Los personajes no dicen parlamentos acojonantes ni dialogan como si sus frases hubiesen salido de una convención de guionistas ingeniosos. No hablan en voz alta de sus sueños y utopías. No mienten, no roban, no disparan, no engañan, no corren, no exclaman ¡carajo! ante las adversidades. Se mueven con mansedumbre y a veces hasta con resignación, en la inmensidad de la Patagonia pero se mueven. Uno busca un perro, otro los ojos de una viuda, una busca un premio de un concurso televisivo. Sus mínimas historias se cruzan sin mezclarse en ámbitos donde la gente ha aprendido a ser solidaria porque sólo se tiene a sí misma. Esa solidaridad no se declama: se practica como un mandato genético. El que ofrece un mate no está pensando en qué ventaja le sacará a la conversación que sigue. El que lleva a alguien que no conoce al encontrarlo en la ruta no le tiene miedo. El que decora una torta no lo hace para cobrar. A nadie le sobra el dinero, pero de dinero no se habla. La Argentina está llena de gente así, sólo que sus historias suelen no aparecer en las películas. La enorme mayoría de las películas argentinas se piensa en Buenos Aires, se filma en Buenos Aires y se ve en Buenos Aires.
Sorín, que se ganó la vida como realizador publicitario, profesión en la que parece haber colgado los hábitos para regresar al cine, vio en la Patagonia que filmó en el 2001 un elemento novedoso y unificador, que atraviesa toda su película: la televisión. Es que la explosión de los sistemas satélites y los canales de cable ha originado en ese mundo, en el que las novedades suelen llegar con sordina, una serie de conductas de alienación por demás llamativas. Una chica que se preocupa por la marca de desodorante que debe usar mientras vive en un paraje en el que jamás se transpira, por el frío, un ama de casa que habita uno de los paisajes más conmovedores del mundo pero no lo ve, porque se pierde en el zapping, son ejemplos posibles de ese desfasaje. Sorín va descubriendo al neófito ese mundo sorprendente. Un viajante en una noche de crisis que no puede sacar los ojos de un canal médico. El carnaval brasileño presidiendo la dinámica matutina de un hotelucho. Una panadera que no le presta atención a un relato porque tiene la vista clavada en una telenovela mexicana. Los inefables anuncios de los métodos para adelgazar, doblados al castellano por portorriqueños.

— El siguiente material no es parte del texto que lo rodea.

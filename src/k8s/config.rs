/**
 * Configuration constants for the readiness poller and event tailer
 */
use std::time::Duration;

/// API group of the resource watched when none is given
pub const DEFAULT_GROUP: &str = "external-secrets.io";

/// API version of the resource watched when none is given
pub const DEFAULT_VERSION: &str = "v1beta1";

/// Kind of the resource watched when none is given
pub const DEFAULT_KIND: &str = "ExternalSecret";

/// How long the bounded poller waits for `Ready=True` (10 minutes)
pub const DEFAULT_TIMEOUT_SECONDS: u64 = 600;

/// Poll interval when a deadline is configured
pub const BOUNDED_POLL_INTERVAL_SECONDS: u64 = 1;

/// Poll interval when waiting forever
pub const UNBOUNDED_POLL_INTERVAL_SECONDS: u64 = 5;

/// Fixed delay before re-opening a failed event subscription
pub const SUBSCRIBE_RETRY_DELAY_SECONDS: u64 = 5;

/// Watch stream timeout in seconds (294 vs 300 to allow 6 seconds for graceful shutdown)
pub const WATCH_TIMEOUT_SECONDS: u32 = 294;

/// Mounted service-account token checked before falling back to `Config::infer`
pub const SERVICE_ACCOUNT_TOKEN_PATH: &str = "/var/run/secrets/kubernetes.io/serviceaccount/token";

/// Timing for a single readiness wait
#[derive(Debug, Clone, Copy, PartialEq, Eq)]
pub struct PollConfig {
    /// Time between two fetches
    pub interval: Duration,
    /// `None` polls until ready
    pub timeout: Option<Duration>,
}

impl PollConfig {
    /// Bounded wait with the 1s tick
    #[must_use]
    pub const fn bounded(timeout: Duration) -> Self {
        Self {
            interval: Duration::from_secs(BOUNDED_POLL_INTERVAL_SECONDS),
            timeout: Some(timeout),
        }
    }

    /// Wait forever with the 5s tick
    #[must_use]
    pub const fn unbounded() -> Self {
        Self {
            interval: Duration::from_secs(UNBOUNDED_POLL_INTERVAL_SECONDS),
            timeout: None,
        }
    }

    #[must_use]
    pub const fn with_interval(mut self, interval: Duration) -> Self {
        self.interval = interval;
        self
    }
}

impl Default for PollConfig {
    fn default() -> Self {
        Self::bounded(Duration::from_secs(DEFAULT_TIMEOUT_SECONDS))
    }
}

/// Validate configuration constants at compile time
const _: () = {
    assert!(DEFAULT_TIMEOUT_SECONDS > 0, "DEFAULT_TIMEOUT_SECONDS must be greater than 0");
    assert!(BOUNDED_POLL_INTERVAL_SECONDS > 0, "BOUNDED_POLL_INTERVAL_SECONDS must be greater than 0");
    assert!(UNBOUNDED_POLL_INTERVAL_SECONDS > 0, "UNBOUNDED_POLL_INTERVAL_SECONDS must be greater than 0");
    assert!(SUBSCRIBE_RETRY_DELAY_SECONDS > 0, "SUBSCRIBE_RETRY_DELAY_SECONDS must be greater than 0");
    assert!(WATCH_TIMEOUT_SECONDS > 0, "WATCH_TIMEOUT_SECONDS must be greater than 0");
};

#[cfg(test)]
mod tests {
    use super::*;

    #[test]
    fn test_modes_use_their_own_tick() {
        let bounded = PollConfig::bounded(Duration::from_secs(10));
        assert_eq!(bounded.interval, Duration::from_secs(1));
        assert_eq!(bounded.timeout, Some(Duration::from_secs(10)));

        let unbounded = PollConfig::unbounded();
        assert_eq!(unbounded.interval, Duration::from_secs(5));
        assert!(unbounded.timeout.is_none());
    }

    #[test]
    fn test_default_is_ten_minute_bounded_wait() {
        assert_eq!(PollConfig::default().timeout, Some(Duration::from_secs(600)));
    }
}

Historias mínimas puede ser pensada como la venganza del hombre que se sintió condenado a vender productos –de eso trabaja un publicitario–
contra la estupidez convertida en materia prima esencial de la televisión. Pero eso sería una reducción: antes que nada transmite el placer de aquel que sabe que al contar historias de la gente más común del mundo está homenajeándola. En general, los directores de cine filman para homenajearse a sí mismos.